DATASET ENTRIES:

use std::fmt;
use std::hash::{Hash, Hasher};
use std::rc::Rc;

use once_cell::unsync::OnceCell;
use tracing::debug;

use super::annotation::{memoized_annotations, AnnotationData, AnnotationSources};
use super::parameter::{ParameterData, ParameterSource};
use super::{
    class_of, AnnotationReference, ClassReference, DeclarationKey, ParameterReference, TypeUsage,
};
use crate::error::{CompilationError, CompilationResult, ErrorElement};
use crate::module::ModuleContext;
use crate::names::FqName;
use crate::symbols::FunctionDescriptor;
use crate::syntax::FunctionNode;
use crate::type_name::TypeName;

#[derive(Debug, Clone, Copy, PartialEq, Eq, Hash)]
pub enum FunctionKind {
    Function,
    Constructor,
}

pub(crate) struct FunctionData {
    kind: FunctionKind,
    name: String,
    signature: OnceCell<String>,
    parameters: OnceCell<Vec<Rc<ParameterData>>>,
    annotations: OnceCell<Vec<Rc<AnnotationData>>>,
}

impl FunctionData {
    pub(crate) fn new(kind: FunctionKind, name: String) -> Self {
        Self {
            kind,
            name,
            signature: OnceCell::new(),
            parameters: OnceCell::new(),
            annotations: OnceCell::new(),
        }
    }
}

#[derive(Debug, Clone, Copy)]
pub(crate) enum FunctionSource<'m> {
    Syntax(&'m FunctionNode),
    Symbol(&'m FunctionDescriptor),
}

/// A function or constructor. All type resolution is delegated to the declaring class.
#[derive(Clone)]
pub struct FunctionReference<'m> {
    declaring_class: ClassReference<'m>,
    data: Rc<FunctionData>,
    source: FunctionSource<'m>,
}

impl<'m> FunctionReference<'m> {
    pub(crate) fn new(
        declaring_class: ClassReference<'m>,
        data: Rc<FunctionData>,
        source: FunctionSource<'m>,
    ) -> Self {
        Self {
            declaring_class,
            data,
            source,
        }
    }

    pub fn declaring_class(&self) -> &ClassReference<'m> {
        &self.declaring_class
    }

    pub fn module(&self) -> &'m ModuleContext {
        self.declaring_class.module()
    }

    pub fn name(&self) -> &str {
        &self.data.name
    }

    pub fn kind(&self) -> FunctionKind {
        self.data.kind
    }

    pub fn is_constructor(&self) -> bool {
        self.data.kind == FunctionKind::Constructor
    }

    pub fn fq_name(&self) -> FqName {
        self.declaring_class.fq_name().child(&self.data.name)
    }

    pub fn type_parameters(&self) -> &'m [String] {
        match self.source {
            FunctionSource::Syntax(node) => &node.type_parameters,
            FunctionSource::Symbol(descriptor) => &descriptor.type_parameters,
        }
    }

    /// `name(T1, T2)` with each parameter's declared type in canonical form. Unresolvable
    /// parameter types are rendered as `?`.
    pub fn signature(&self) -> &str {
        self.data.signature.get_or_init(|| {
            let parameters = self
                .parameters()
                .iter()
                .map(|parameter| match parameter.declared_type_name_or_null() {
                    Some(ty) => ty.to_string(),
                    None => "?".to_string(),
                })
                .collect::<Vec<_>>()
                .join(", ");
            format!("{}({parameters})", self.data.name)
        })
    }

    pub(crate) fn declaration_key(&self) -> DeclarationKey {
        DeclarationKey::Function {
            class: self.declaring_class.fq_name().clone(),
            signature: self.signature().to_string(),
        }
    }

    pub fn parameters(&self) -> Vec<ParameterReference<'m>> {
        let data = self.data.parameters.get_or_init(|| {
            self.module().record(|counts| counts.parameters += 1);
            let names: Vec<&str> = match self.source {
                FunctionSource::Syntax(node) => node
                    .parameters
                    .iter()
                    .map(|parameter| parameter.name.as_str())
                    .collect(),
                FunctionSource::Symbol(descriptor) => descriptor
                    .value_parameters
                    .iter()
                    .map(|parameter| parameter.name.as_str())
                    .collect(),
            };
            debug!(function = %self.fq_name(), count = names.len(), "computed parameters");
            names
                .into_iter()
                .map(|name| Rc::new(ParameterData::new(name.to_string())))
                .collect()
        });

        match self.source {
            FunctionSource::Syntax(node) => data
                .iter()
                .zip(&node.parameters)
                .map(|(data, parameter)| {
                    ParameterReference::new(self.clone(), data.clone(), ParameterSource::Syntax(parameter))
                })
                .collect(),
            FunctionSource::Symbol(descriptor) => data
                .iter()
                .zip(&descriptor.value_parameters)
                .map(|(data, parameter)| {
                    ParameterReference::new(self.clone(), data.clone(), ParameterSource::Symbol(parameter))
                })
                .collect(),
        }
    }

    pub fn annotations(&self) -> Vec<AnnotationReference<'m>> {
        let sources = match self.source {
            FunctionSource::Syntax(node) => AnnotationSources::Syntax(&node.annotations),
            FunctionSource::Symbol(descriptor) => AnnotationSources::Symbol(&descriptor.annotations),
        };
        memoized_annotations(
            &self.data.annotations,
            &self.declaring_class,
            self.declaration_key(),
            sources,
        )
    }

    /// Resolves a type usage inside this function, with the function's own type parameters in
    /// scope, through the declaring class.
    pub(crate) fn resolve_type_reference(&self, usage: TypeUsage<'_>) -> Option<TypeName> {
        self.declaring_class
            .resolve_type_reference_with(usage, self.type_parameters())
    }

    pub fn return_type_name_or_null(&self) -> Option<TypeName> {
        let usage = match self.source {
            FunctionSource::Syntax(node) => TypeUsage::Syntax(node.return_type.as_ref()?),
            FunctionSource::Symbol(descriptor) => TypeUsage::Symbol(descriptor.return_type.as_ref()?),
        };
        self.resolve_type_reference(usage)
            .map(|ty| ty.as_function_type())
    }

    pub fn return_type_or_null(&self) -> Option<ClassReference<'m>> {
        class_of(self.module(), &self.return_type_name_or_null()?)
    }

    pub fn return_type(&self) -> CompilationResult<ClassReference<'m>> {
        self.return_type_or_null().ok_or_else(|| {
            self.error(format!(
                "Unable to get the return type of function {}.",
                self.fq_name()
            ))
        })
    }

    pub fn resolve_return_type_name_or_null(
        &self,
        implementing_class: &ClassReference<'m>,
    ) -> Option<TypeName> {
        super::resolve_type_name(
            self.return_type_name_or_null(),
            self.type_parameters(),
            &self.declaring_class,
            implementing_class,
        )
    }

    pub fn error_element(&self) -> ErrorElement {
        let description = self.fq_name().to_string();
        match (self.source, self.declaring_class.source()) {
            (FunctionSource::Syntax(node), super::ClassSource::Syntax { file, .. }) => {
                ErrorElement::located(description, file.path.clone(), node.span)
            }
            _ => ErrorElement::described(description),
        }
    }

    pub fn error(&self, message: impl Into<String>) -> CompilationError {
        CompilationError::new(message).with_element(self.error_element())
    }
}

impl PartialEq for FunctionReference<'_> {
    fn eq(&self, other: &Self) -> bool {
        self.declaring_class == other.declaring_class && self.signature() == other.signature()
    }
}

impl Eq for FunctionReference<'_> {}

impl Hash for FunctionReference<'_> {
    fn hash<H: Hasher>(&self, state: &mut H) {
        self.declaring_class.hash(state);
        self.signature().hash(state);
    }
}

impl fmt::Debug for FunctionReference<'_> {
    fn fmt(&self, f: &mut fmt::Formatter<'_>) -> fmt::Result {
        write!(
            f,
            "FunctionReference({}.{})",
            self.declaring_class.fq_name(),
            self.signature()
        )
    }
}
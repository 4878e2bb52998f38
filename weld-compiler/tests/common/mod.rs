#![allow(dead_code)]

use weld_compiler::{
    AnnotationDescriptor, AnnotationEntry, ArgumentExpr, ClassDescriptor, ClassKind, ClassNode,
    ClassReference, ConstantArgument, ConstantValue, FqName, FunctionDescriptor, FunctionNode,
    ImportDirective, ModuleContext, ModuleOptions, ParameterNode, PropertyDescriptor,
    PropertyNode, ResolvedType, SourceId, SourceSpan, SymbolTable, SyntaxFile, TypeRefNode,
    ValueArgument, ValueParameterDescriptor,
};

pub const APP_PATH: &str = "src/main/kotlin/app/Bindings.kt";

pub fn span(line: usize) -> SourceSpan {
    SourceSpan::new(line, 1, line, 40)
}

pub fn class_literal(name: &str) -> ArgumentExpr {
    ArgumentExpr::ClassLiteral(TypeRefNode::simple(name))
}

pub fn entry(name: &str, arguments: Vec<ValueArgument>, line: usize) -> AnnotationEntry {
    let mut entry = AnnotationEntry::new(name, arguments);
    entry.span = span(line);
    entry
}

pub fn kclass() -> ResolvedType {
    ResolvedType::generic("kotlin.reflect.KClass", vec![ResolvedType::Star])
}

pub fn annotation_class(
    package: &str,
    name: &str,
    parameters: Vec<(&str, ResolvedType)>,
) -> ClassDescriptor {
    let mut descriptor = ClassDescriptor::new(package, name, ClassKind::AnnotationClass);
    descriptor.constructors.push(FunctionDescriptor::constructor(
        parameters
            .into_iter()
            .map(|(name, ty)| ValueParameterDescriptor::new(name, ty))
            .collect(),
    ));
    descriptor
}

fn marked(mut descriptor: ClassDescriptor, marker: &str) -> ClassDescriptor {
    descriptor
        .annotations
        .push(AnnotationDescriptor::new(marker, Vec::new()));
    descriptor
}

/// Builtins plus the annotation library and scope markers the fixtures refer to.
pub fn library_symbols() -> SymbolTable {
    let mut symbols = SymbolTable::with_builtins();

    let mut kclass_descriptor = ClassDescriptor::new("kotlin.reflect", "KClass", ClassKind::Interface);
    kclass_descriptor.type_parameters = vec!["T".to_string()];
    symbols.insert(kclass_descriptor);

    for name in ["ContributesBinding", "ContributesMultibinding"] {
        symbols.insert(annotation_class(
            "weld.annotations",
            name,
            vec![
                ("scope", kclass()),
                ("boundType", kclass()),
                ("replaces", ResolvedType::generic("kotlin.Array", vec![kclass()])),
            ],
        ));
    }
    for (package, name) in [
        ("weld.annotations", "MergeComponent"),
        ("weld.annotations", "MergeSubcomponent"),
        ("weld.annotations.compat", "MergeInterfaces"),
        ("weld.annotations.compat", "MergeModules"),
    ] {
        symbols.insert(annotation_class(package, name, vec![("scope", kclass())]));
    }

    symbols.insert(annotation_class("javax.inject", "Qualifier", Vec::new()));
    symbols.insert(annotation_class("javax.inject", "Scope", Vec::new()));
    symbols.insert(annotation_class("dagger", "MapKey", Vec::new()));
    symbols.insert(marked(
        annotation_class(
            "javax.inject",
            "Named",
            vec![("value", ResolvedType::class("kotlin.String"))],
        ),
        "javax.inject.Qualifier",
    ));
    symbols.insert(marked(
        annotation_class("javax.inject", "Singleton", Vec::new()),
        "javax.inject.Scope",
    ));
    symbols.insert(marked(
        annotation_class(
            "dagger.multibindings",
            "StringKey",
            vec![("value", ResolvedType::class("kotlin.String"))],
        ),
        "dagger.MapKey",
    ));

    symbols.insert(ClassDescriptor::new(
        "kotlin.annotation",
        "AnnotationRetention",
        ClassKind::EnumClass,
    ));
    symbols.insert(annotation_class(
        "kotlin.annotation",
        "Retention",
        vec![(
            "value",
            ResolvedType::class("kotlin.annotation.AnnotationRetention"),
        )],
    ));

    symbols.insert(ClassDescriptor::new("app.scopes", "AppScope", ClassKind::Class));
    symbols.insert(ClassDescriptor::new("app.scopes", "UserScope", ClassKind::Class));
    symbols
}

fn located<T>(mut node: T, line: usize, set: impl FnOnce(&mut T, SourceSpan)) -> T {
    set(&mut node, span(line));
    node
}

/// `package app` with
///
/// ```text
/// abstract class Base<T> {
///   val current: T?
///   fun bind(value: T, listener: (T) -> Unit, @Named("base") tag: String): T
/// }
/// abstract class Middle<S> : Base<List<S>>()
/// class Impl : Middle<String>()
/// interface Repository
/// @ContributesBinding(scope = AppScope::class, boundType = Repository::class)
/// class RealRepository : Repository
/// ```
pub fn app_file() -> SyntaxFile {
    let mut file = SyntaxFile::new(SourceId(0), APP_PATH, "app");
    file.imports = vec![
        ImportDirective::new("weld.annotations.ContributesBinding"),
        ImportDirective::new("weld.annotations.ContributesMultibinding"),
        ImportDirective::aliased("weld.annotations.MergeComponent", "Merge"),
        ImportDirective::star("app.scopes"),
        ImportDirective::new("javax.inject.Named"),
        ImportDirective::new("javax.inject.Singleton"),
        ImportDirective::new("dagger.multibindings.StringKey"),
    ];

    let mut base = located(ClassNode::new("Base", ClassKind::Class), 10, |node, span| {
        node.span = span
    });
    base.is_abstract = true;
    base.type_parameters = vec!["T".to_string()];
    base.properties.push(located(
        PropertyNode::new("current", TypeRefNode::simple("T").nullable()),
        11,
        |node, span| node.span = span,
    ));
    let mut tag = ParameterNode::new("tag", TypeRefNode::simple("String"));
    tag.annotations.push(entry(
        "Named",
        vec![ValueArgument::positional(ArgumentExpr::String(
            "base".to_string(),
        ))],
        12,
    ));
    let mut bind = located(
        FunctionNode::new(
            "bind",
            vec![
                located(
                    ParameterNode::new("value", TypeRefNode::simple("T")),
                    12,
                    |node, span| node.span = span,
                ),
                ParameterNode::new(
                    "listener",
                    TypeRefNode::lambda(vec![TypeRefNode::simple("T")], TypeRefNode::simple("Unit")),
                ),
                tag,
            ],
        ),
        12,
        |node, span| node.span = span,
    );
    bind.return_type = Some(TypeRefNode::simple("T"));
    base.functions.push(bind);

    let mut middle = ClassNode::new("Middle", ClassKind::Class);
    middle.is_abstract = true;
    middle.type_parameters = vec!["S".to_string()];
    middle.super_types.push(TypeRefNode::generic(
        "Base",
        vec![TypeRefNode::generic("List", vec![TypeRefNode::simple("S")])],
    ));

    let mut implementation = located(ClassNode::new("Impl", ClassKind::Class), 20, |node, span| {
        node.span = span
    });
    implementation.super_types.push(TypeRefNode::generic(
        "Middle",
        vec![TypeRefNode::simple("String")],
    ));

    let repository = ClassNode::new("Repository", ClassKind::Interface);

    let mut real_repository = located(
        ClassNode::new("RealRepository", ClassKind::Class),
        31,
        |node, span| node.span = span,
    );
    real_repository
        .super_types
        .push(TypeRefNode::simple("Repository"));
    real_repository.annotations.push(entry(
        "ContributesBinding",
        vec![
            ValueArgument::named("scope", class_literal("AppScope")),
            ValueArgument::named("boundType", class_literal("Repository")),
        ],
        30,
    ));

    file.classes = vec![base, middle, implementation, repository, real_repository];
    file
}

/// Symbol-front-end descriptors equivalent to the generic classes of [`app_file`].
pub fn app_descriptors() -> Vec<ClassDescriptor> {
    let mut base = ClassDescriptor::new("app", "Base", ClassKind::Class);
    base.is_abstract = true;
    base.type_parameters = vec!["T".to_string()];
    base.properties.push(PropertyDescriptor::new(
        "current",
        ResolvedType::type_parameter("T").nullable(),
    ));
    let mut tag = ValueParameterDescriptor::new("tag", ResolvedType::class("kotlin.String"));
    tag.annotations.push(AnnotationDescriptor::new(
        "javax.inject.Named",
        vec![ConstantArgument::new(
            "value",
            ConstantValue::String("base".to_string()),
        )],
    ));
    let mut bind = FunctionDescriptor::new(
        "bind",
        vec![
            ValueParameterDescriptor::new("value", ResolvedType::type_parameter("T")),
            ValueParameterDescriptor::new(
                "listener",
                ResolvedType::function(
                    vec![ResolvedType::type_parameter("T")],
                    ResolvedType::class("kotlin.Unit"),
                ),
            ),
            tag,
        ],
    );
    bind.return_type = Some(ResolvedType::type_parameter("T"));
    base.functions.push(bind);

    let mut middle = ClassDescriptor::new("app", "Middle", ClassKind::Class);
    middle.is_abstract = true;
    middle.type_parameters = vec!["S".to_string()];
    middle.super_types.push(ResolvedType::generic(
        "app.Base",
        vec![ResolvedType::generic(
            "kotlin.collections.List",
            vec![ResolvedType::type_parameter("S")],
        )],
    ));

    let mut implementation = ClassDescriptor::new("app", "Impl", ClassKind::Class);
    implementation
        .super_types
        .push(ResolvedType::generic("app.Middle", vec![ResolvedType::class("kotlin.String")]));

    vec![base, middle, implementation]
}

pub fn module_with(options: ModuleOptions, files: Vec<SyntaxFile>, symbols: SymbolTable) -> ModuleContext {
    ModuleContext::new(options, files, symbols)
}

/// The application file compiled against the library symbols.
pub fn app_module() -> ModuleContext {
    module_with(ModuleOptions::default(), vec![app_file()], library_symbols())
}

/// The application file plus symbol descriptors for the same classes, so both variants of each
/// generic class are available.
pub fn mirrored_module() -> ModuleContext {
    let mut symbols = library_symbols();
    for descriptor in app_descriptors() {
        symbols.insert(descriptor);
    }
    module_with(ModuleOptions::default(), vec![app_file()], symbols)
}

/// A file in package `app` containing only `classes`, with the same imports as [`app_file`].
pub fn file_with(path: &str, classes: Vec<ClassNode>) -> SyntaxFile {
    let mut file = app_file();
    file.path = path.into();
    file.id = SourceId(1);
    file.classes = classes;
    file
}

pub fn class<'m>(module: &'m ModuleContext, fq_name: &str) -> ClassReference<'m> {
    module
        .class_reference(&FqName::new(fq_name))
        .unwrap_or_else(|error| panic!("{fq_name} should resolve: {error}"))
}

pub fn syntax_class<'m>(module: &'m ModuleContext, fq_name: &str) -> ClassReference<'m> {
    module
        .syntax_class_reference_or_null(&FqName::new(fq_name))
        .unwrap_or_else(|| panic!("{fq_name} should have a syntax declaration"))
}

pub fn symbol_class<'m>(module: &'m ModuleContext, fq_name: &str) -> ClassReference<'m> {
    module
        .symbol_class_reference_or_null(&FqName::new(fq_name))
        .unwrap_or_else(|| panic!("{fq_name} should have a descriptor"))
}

PROBLEM DESCRIPTION: Tally the lines of the listing above that include the word "ParameterSource". Answer with the number alone.

RESPONSE BELOW: 3